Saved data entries

--------------------

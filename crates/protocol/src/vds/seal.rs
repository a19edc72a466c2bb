//! Whole-seal encoding and decoding

use crate::binary::{BinaryRead, BinaryWrite};
use crate::error::{ProtocolError, Result};
use crate::signature::{VdsSignature, VDS_SIGNATURE_TAG};
use crate::tlv::{encode_all, Tlv};
use crate::vds::VdsHeader;
use std::io::Cursor;

/// A decoded or programmatically built Visible Digital Seal
#[derive(Debug, Clone, PartialEq, Eq)]
pub struct Seal {
    pub header: VdsHeader,
    /// Message entries in wire order, signature excluded
    pub messages: Vec<Tlv>,
    pub signature: Option<VdsSignature>,
}

impl Seal {
    /// Create an unsigned seal
    pub fn new(header: VdsHeader, messages: Vec<Tlv>) -> Self {
        Self {
            header,
            messages,
            signature: None,
        }
    }

    /// Decode a seal from its binary form
    pub fn from_bytes(bytes: &[u8]) -> Result<Self> {
        let mut cursor = Cursor::new(bytes);
        let header = VdsHeader::read_from(&mut cursor)?;
        let body = &bytes[cursor.position() as usize..];

        let mut messages = Vec::new();
        let mut signature = None;
        for entry in Tlv::decode_all(body)? {
            if entry.tag == VDS_SIGNATURE_TAG {
                if signature.is_some() {
                    return Err(ProtocolError::DuplicateElement("signature"));
                }
                signature = Some(VdsSignature::from_tlv(&entry)?);
            } else {
                messages.push(entry);
            }
        }

        Ok(Self {
            header,
            messages,
            signature,
        })
    }

    /// Encode as header, messages and (if present) signature
    pub fn to_bytes(&self) -> Result<Vec<u8>> {
        let mut out = self.signed_bytes()?;
        if let Some(signature) = &self.signature {
            signature.to_tlv().write_into(&mut out);
        }
        Ok(out)
    }

    /// Bytes covered by the signature: header followed by every message
    pub fn signed_bytes(&self) -> Result<Vec<u8>> {
        let mut out = self.header.to_bytes()?;
        out.extend_from_slice(&encode_all(&self.messages));
        Ok(out)
    }

    /// Framed raw signature, if the seal is signed
    pub fn signature_bytes(&self) -> Option<Vec<u8>> {
        self.signature.as_ref().map(VdsSignature::to_raw_tlv)
    }

    /// First message carrying `tag`
    pub fn message(&self, tag: u8) -> Option<&Tlv> {
        self.messages.iter().find(|m| m.tag == tag)
    }

    pub fn is_signed(&self) -> bool {
        self.signature.is_some()
    }
}
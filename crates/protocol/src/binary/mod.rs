//! Binary read/write helpers
//!
//! Fixed-width fields of seal and barcode headers are read from and written to
//! in-memory streams. All multi-byte integers are big-endian.

use crate::error::{ProtocolError, Result};
use std::io::{Read, Write};

pub mod traits;

pub use traits::{BinaryRead, BinaryWrite};

/// Read a single byte, naming the field in the truncation error
pub fn read_u8<R: Read>(reader: &mut R, what: &'static str) -> Result<u8> {
    let mut buf = [0u8; 1];
    reader
        .read_exact(&mut buf)
        .map_err(|_| ProtocolError::TruncatedInput(what))?;
    Ok(buf[0])
}

/// Read a u24 (big-endian, 3 bytes)
/// Returns as u32 since Rust doesn't have a u24 type
pub fn read_u24_be<R: Read>(reader: &mut R, what: &'static str) -> Result<u32> {
    let buf: [u8; 3] = read_array(reader, what)?;
    Ok(u32::from_be_bytes([0, buf[0], buf[1], buf[2]]))
}

/// Read exactly `N` bytes into an array
pub fn read_array<R: Read, const N: usize>(reader: &mut R, what: &'static str) -> Result<[u8; N]> {
    let mut buf = [0u8; N];
    reader
        .read_exact(&mut buf)
        .map_err(|_| ProtocolError::TruncatedInput(what))?;
    Ok(buf)
}

/// Read exactly n bytes
pub fn read_bytes<R: Read>(reader: &mut R, n: usize, what: &'static str) -> Result<Vec<u8>> {
    let mut buf = vec![0u8; n];
    reader
        .read_exact(&mut buf)
        .map_err(|_| ProtocolError::TruncatedInput(what))?;
    Ok(buf)
}

/// Write a single byte
pub fn write_u8<W: Write>(writer: &mut W, value: u8) -> Result<()> {
    writer.write_all(&[value])?;
    Ok(())
}

/// Write bytes verbatim
pub fn write_bytes<W: Write>(writer: &mut W, bytes: &[u8]) -> Result<()> {
    writer.write_all(bytes)?;
    Ok(())
}

#[cfg(test)]
mod tests {
    use super::*;
    use std::io::Cursor;

    #[test]
    fn test_u24_read() {
        let mut cursor = Cursor::new(vec![0x12, 0x34, 0x56, 0x78]);
        assert_eq!(read_u24_be(&mut cursor, "test").unwrap(), 0x12_3456);
        assert_eq!(read_u8(&mut cursor, "test").unwrap(), 0x78);
    }

    #[test]
    fn test_write_helpers() {
        let mut buf = Vec::new();
        write_u8(&mut buf, 0xDC).unwrap();
        write_bytes(&mut buf, &[0x03, 0x04]).unwrap();
        assert_eq!(buf, vec![0xDC, 0x03, 0x04]);
    }

    #[test]
    fn test_truncated_read_names_field() {
        let mut cursor = Cursor::new(vec![0x01]);
        let err = read_array::<_, 2>(&mut cursor, "country code").unwrap_err();
        assert_eq!(err, ProtocolError::TruncatedInput("country code"));
    }
}
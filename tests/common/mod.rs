//! Common test utilities for icao-seal integration tests
//!
//! Published ICAO sample data and small constructors shared by the
//! integration test files.

#![allow(dead_code)]

use chrono::NaiveDate;
use icao_seal::prelude::*;

/// ICAO sample emergency travel document seal (hex)
pub const ETD_SEAL_HEX: &str = "dc03d9c5d9cac8a73a990f7134b834595e0302308a0d62b9d917a4cca93ca4d0edfc133c133c133c133c133c3fef3a2938ee43f1593d1ae52dbb26751fe64b7c133c136bff403644690e5f2dd4e39b8bf10b4db669a38e60c8e6a46b3da0d7ad0f6aaf59af2326e924e4f96033ea096e89b8a5265aa9f2a39435f17120febf9334af51618d94";

/// MRZ carried by [`ETD_SEAL_HEX`]
pub const ETD_MRZ: &str =
    "I<GBRSUPAMANN<<MARY<<<<<<<<<<<<<<<<<6525845096USA7008038M2201018<<<<<<06";

/// Unsigned, uncompressed sample barcode
pub const UNSIGNED_BARCODE: &str = "RDB1ANK6GCEQECCYLDMVTWS23NN5YXG5LXPF5X27Q";

pub fn etd_seal_bytes() -> Vec<u8> {
    hex::decode(ETD_SEAL_HEX).expect("valid hex")
}

pub fn date(year: i32, month: u32, day: u32) -> NaiveDate {
    NaiveDate::from_ymd_opt(year, month, day).expect("valid date")
}

/// Visa seal with every required field set
pub fn visa_builder() -> SealBuilder<'static> {
    let schema = SchemaRegistry::builtin()
        .get(0x5D01, 4)
        .expect("builtin visa schema");
    SealBuilder::new(schema)
        .issuing_country("D<<")
        .signer("DETS", "32")
        .issuing_date(date(2023, 9, 1))
        .signature_date(date(2023, 9, 2))
        .field("PASSPORT_NUMBER", "C01X00T47")
        .field("DURATION_OF_STAY", vec![0x00, 0x5A, 0x00])
}

/// Install a test subscriber honouring RUST_LOG; safe to call repeatedly
pub fn init_tracing() {
    let _ = tracing_subscriber::fmt()
        .with_env_filter(tracing_subscriber::EnvFilter::from_default_env())
        .with_test_writer()
        .try_init();
}
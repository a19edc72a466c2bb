//! Curve and key types
//!
//! Keys are held as raw bytes: a private key is the big-endian scalar, a
//! public key is the uncompressed SEC1 point. The curve is inferred from the
//! length, and the field size used for digest selection is derived from the
//! same length.

use crate::error::{CryptoError, Result};
use rand::rngs::OsRng;
use std::fmt;
use zeroize::Zeroizing;

/// Run `$body` with `$krate` bound to the curve crate for `$curve`
macro_rules! with_curve {
    ($curve:expr, $krate:ident => $body:expr) => {
        match $curve {
            #[cfg(feature = "p256")]
            $crate::keys::EcCurve::P256 => {
                use ::p256 as $krate;
                $body
            }
            #[cfg(feature = "p384")]
            $crate::keys::EcCurve::P384 => {
                use ::p384 as $krate;
                $body
            }
            #[cfg(feature = "p521")]
            $crate::keys::EcCurve::P521 => {
                use ::p521 as $krate;
                $body
            }
            #[allow(unreachable_patterns)]
            other => Err($crate::error::CryptoError::CurveDisabled(other.name())),
        }
    };
}

pub(crate) use with_curve;

/// Supported NIST curves
#[derive(Debug, Clone, Copy, PartialEq, Eq, Hash)]
pub enum EcCurve {
    /// NIST P-256 (secp256r1)
    P256,
    /// NIST P-384 (secp384r1)
    P384,
    /// NIST P-521 (secp521r1)
    P521,
}

impl EcCurve {
    pub fn name(self) -> &'static str {
        match self {
            EcCurve::P256 => "P-256",
            EcCurve::P384 => "P-384",
            EcCurve::P521 => "P-521",
        }
    }

    /// Scalar width, also the width of each signature component
    pub fn scalar_len(self) -> usize {
        match self {
            EcCurve::P256 => 32,
            EcCurve::P384 => 48,
            EcCurve::P521 => 66,
        }
    }

    /// Curve of a raw private scalar
    pub fn from_private_key_len(len: usize) -> Result<Self> {
        [EcCurve::P256, EcCurve::P384, EcCurve::P521]
            .into_iter()
            .find(|curve| curve.scalar_len() == len)
            .ok_or(CryptoError::UnsupportedKeyLength(len))
    }

    /// Curve of a compressed or uncompressed SEC1 point
    pub fn from_public_key_len(len: usize) -> Result<Self> {
        [EcCurve::P256, EcCurve::P384, EcCurve::P521]
            .into_iter()
            .find(|curve| len == curve.scalar_len() + 1 || len == 2 * curve.scalar_len() + 1)
            .ok_or(CryptoError::UnsupportedKeyLength(len))
    }
}

/// Private signing key
#[derive(Clone)]
pub struct PrivateKey {
    curve: EcCurve,
    scalar: Zeroizing<Vec<u8>>,
}

impl PrivateKey {
    /// Load a raw big-endian scalar
    pub fn from_bytes(bytes: &[u8]) -> Result<Self> {
        let curve = EcCurve::from_private_key_len(bytes.len())?;
        with_curve!(curve, c => c::ecdsa::SigningKey::from_slice(bytes)
            .map(|_| ())
            .map_err(|e| CryptoError::InvalidKey(e.to_string())))?;
        Ok(Self {
            curve,
            scalar: Zeroizing::new(bytes.to_vec()),
        })
    }

    /// Generate a fresh key from the OS random source
    pub fn generate(curve: EcCurve) -> Result<Self> {
        let scalar = with_curve!(curve, c => Ok::<_, CryptoError>(
            c::ecdsa::SigningKey::random(&mut OsRng).to_bytes().to_vec()
        ))?;
        Ok(Self {
            curve,
            scalar: Zeroizing::new(scalar),
        })
    }

    pub fn curve(&self) -> EcCurve {
        self.curve
    }

    pub fn as_bytes(&self) -> &[u8] {
        &self.scalar
    }

    /// Field size in bits, from the scalar length
    pub fn field_size(&self) -> usize {
        self.scalar.len() * 8
    }

    /// The matching public key
    pub fn public_key(&self) -> Result<PublicKey> {
        let point = with_curve!(self.curve, c => {
            let signing_key = c::ecdsa::SigningKey::from_slice(&self.scalar)
                .map_err(|e| CryptoError::InvalidKey(e.to_string()))?;
            let verifying_key = c::ecdsa::VerifyingKey::from(&signing_key);
            Ok::<_, CryptoError>(verifying_key.to_encoded_point(false).as_bytes().to_vec())
        })?;
        Ok(PublicKey {
            curve: self.curve,
            point,
        })
    }
}

impl fmt::Debug for PrivateKey {
    fn fmt(&self, f: &mut fmt::Formatter<'_>) -> fmt::Result {
        f.debug_struct("PrivateKey")
            .field("curve", &self.curve)
            .finish_non_exhaustive()
    }
}

/// Public verification key, kept as an uncompressed SEC1 point
#[derive(Debug, Clone, PartialEq, Eq)]
pub struct PublicKey {
    curve: EcCurve,
    point: Vec<u8>,
}

impl PublicKey {
    /// Load a SEC1 point; compressed points are expanded
    pub fn from_sec1_bytes(bytes: &[u8]) -> Result<Self> {
        let curve = EcCurve::from_public_key_len(bytes.len())?;
        let point = with_curve!(curve, c => {
            let key = c::ecdsa::VerifyingKey::from_sec1_bytes(bytes)
                .map_err(|e| CryptoError::InvalidKey(e.to_string()))?;
            Ok::<_, CryptoError>(key.to_encoded_point(false).as_bytes().to_vec())
        })?;
        Ok(Self { curve, point })
    }

    pub fn curve(&self) -> EcCurve {
        self.curve
    }

    /// Uncompressed SEC1 encoding
    pub fn as_bytes(&self) -> &[u8] {
        &self.point
    }

    /// Field size in bits, from the uncompressed point length
    pub fn field_size(&self) -> usize {
        (self.point.len() - 1) * 4
    }
}

#[cfg(test)]
mod tests {
    use super::*;

    #[test]
    fn test_curve_from_lengths() {
        assert_eq!(EcCurve::from_private_key_len(32).unwrap(), EcCurve::P256);
        assert_eq!(EcCurve::from_private_key_len(66).unwrap(), EcCurve::P521);
        assert_eq!(EcCurve::from_public_key_len(97).unwrap(), EcCurve::P384);
        assert_eq!(EcCurve::from_public_key_len(33).unwrap(), EcCurve::P256);
        assert!(matches!(
            EcCurve::from_private_key_len(31),
            Err(CryptoError::UnsupportedKeyLength(31))
        ));
    }

    #[test]
    fn test_field_sizes() {
        for (curve, bits) in [(EcCurve::P256, 256), (EcCurve::P384, 384), (EcCurve::P521, 528)] {
            let private = PrivateKey::generate(curve).unwrap();
            assert_eq!(private.field_size(), bits);
            let public = private.public_key().unwrap();
            assert_eq!(public.field_size(), bits);
            assert_eq!(public.curve(), curve);
        }
    }

    #[test]
    fn test_public_key_derivation_per_curve() {
        for curve in [EcCurve::P256, EcCurve::P384, EcCurve::P521] {
            let public = PrivateKey::generate(curve).unwrap().public_key().unwrap();
            assert_eq!(public.as_bytes()[0], 0x04);
            assert_eq!(public.as_bytes().len(), 1 + 2 * curve.scalar_len());
            assert_eq!(PublicKey::from_sec1_bytes(public.as_bytes()).unwrap(), public);
        }
    }

    #[test]
    fn test_roundtrip_bytes() {
        let private = PrivateKey::generate(EcCurve::P256).unwrap();
        let reloaded = PrivateKey::from_bytes(private.as_bytes()).unwrap();
        assert_eq!(
            reloaded.public_key().unwrap(),
            private.public_key().unwrap()
        );
    }

    #[test]
    fn test_compressed_point_expanded() {
        let public = PrivateKey::generate(EcCurve::P256)
            .unwrap()
            .public_key()
            .unwrap();
        let point = public.as_bytes();
        let mut compressed = vec![0x02 | (point[64] & 1)];
        compressed.extend_from_slice(&point[1..33]);
        assert_eq!(PublicKey::from_sec1_bytes(&compressed).unwrap(), public);
    }

    #[test]
    fn test_zero_scalar_rejected() {
        assert!(matches!(
            PrivateKey::from_bytes(&[0u8; 32]),
            Err(CryptoError::InvalidKey(_))
        ));
    }

    #[test]
    fn test_debug_hides_scalar() {
        let private = PrivateKey::generate(EcCurve::P384).unwrap();
        assert!(!format!("{:?}", private).contains("scalar"));
    }
}
//! Traits for binary serialization and deserialization

use crate::error::Result;
use std::io::{Read, Write};

/// Trait for types that can be read from binary format
pub trait BinaryRead: Sized {
    /// Read this type from a binary reader, consuming exactly its own bytes
    fn read_from<R: Read>(reader: &mut R) -> Result<Self>;
}

/// Trait for types that can be written to binary format
pub trait BinaryWrite {
    /// Write this type to a binary writer
    fn write_to<W: Write>(&self, writer: &mut W) -> Result<()>;

    /// Get the size in bytes when serialized
    fn serialized_size(&self) -> usize;

    /// Serialize into a freshly allocated buffer
    fn to_bytes(&self) -> Result<Vec<u8>> {
        let mut buf = Vec::with_capacity(self.serialized_size());
        self.write_to(&mut buf)?;
        Ok(buf)
    }
}
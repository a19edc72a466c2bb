//! ICAO Visible Digital Seals and IDB barcodes
//!
//! This crate ties the wire format (`icao-seal-protocol`) and the signature
//! subsystem (`icao-seal-crypto`) together behind one error type and a small
//! builder API.
//!
//! ```no_run
//! use icao_seal::prelude::*;
//!
//! # fn main() -> Result<(), Box<dyn std::error::Error>> {
//! let barcode = IcaoBarcode::decode("RDB1ANK6GCEQECCYLDMVTWS23NN5YXG5LXPF5X27Q")?;
//! assert_eq!(barcode.payload.header.country_identifier, "D<<");
//! # Ok(())
//! # }
//! ```

mod document;
mod error;
pub mod prelude;

pub use document::{BarcodeBuilder, SealBuilder, SealDocument};
pub use error::IcaoSealError;

pub use icao_seal_crypto as crypto;
pub use icao_seal_protocol as protocol;
//! Visible Digital Seal (ICAO 9303 Part 13)
//!
//! A seal is a header followed by document-specific message TLVs and an
//! optional signature TLV:
//!
//! ```text
//! ┌─────────────────────────────────────┐
//! │   Header (18 bytes or more)         │
//! ├─────────────────────────────────────┤
//! │   Message TLVs                      │
//! ├─────────────────────────────────────┤
//! │   TLV(0xFF, r ‖ s)  (optional)      │
//! └─────────────────────────────────────┘
//! ```
//!
//! The signature covers the header and message bytes only.

pub mod header;
pub mod seal;

pub use header::{VdsHeader, VdsVersion};
pub use seal::Seal;

/// First byte of every seal
pub const MAGIC: u8 = 0xDC;
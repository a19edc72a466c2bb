//! Schema lookup by document reference and version

use crate::error::{ProtocolError, Result};
use crate::schema::{Feature, FeatureType, FieldMap, Schema};
use crate::vds::Seal;
use lazy_static::lazy_static;
use std::collections::HashMap;

/// Document reference of the ICAO visa
pub const ICAO_VISA: u16 = 0x5D01;

/// Document reference of the ICAO emergency travel document
pub const ICAO_EMERGENCY_TRAVEL_DOCUMENT: u16 = 0x5E03;

lazy_static! {
    static ref BUILTIN: SchemaRegistry = {
        let mut registry = SchemaRegistry::new();
        registry.register(icao_visa());
        registry.register(icao_emergency_travel_document());
        registry
    };
}

/// Schemas keyed by `(document_ref, version)`
///
/// Populate once, then share immutably.
#[derive(Debug, Clone, Default)]
pub struct SchemaRegistry {
    schemas: HashMap<(u16, u8), Schema>,
}

impl SchemaRegistry {
    pub fn new() -> Self {
        Self::default()
    }

    /// Registry holding the ICAO visa and emergency travel document schemas
    pub fn builtin() -> &'static SchemaRegistry {
        &BUILTIN
    }

    /// Load a JSON array of schemas
    pub fn from_json(json: &str) -> Result<Self> {
        let schemas: Vec<Schema> = serde_json::from_str(json)
            .map_err(|e| ProtocolError::InvalidFormat(format!("schema JSON: {}", e)))?;
        let mut registry = Self::new();
        for schema in schemas {
            registry.register(schema);
        }
        Ok(registry)
    }

    /// Add a schema, returning any schema it replaces
    pub fn register(&mut self, schema: Schema) -> Option<Schema> {
        self.schemas
            .insert((schema.document_ref, schema.version), schema)
    }

    pub fn get(&self, document_ref: u16, version: u8) -> Option<&Schema> {
        self.schemas.get(&(document_ref, version))
    }

    pub fn len(&self) -> usize {
        self.schemas.len()
    }

    pub fn is_empty(&self) -> bool {
        self.schemas.is_empty()
    }

    pub fn iter(&self) -> impl Iterator<Item = &Schema> {
        self.schemas.values()
    }

    /// Find the schema named by the seal header and map the seal's fields
    pub fn decode_seal(&self, seal: &Seal) -> Result<(&Schema, FieldMap)> {
        let document_ref = seal.header.document_ref();
        let version = seal.header.version.icao_version();
        let schema = self
            .get(document_ref, version)
            .ok_or(ProtocolError::UnknownSchema {
                document_ref,
                version,
            })?;
        Ok((schema, schema.decode_seal(seal)?))
    }
}

fn icao_visa() -> Schema {
    Schema::new(
        "icao_visa",
        ICAO_VISA,
        4,
        vec![
            Feature::optional(0x01, "MRZ_MRVA", FeatureType::Mrz),
            Feature::optional(0x02, "MRZ_MRVB", FeatureType::Mrz),
            Feature::optional(0x03, "NUMBER_OF_ENTRIES", FeatureType::Integer),
            Feature::required(0x04, "DURATION_OF_STAY", FeatureType::Bytes),
            Feature::required(0x05, "PASSPORT_NUMBER", FeatureType::C40),
            Feature::optional(0x06, "VISA_TYPE", FeatureType::Bytes),
            Feature::optional(0x07, "ADDITIONAL_FEATURE", FeatureType::Bytes),
        ],
    )
}

fn icao_emergency_travel_document() -> Schema {
    Schema::new(
        "icao_emergency_travel_document",
        ICAO_EMERGENCY_TRAVEL_DOCUMENT,
        4,
        vec![Feature::required(0x02, "MRZ", FeatureType::Mrz)],
    )
}

#[cfg(test)]
mod tests {
    use super::*;

    #[test]
    fn test_builtin_schemas() {
        let registry = SchemaRegistry::builtin();
        assert_eq!(registry.len(), 2);
        let visa = registry.get(ICAO_VISA, 4).unwrap();
        assert_eq!(visa.name, "icao_visa");
        assert!(visa.feature("PASSPORT_NUMBER").unwrap().required);
        assert!(registry.get(ICAO_VISA, 3).is_none());
    }

    #[test]
    fn test_register_replaces() {
        let mut registry = SchemaRegistry::new();
        assert!(registry.register(icao_visa()).is_none());
        let replaced = registry.register(Schema::new("custom", ICAO_VISA, 4, Vec::new()));
        assert_eq!(replaced.unwrap().name, "icao_visa");
        assert_eq!(registry.get(ICAO_VISA, 4).unwrap().name, "custom");
    }

    #[test]
    fn test_from_json() {
        let registry = SchemaRegistry::from_json(
            r#"[
                { "name": "a", "documentRef": 4097, "version": 3,
                  "features": [{ "tag": 1, "name": "X", "type": "bytes" }] },
                { "name": "b", "documentRef": 4097, "version": 4, "features": [] }
            ]"#,
        )
        .unwrap();
        assert_eq!(registry.len(), 2);
        assert_eq!(registry.get(0x1001, 3).unwrap().name, "a");

        assert!(matches!(
            SchemaRegistry::from_json("{"),
            Err(ProtocolError::InvalidFormat(_))
        ));
    }
}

--------------------

TASK GOAL:
Find the lines above that hold "PublicKey", then copy each of them.

TASK RESPONSE:
    pub fn public_key(&self) -> Result<PublicKey> {
        Ok(PublicKey {
pub struct PublicKey {
impl PublicKey {
            assert_eq!(PublicKey::from_sec1_bytes(public.as_bytes()).unwrap(), public);
        assert_eq!(PublicKey::from_sec1_bytes(&compressed).unwrap(), public);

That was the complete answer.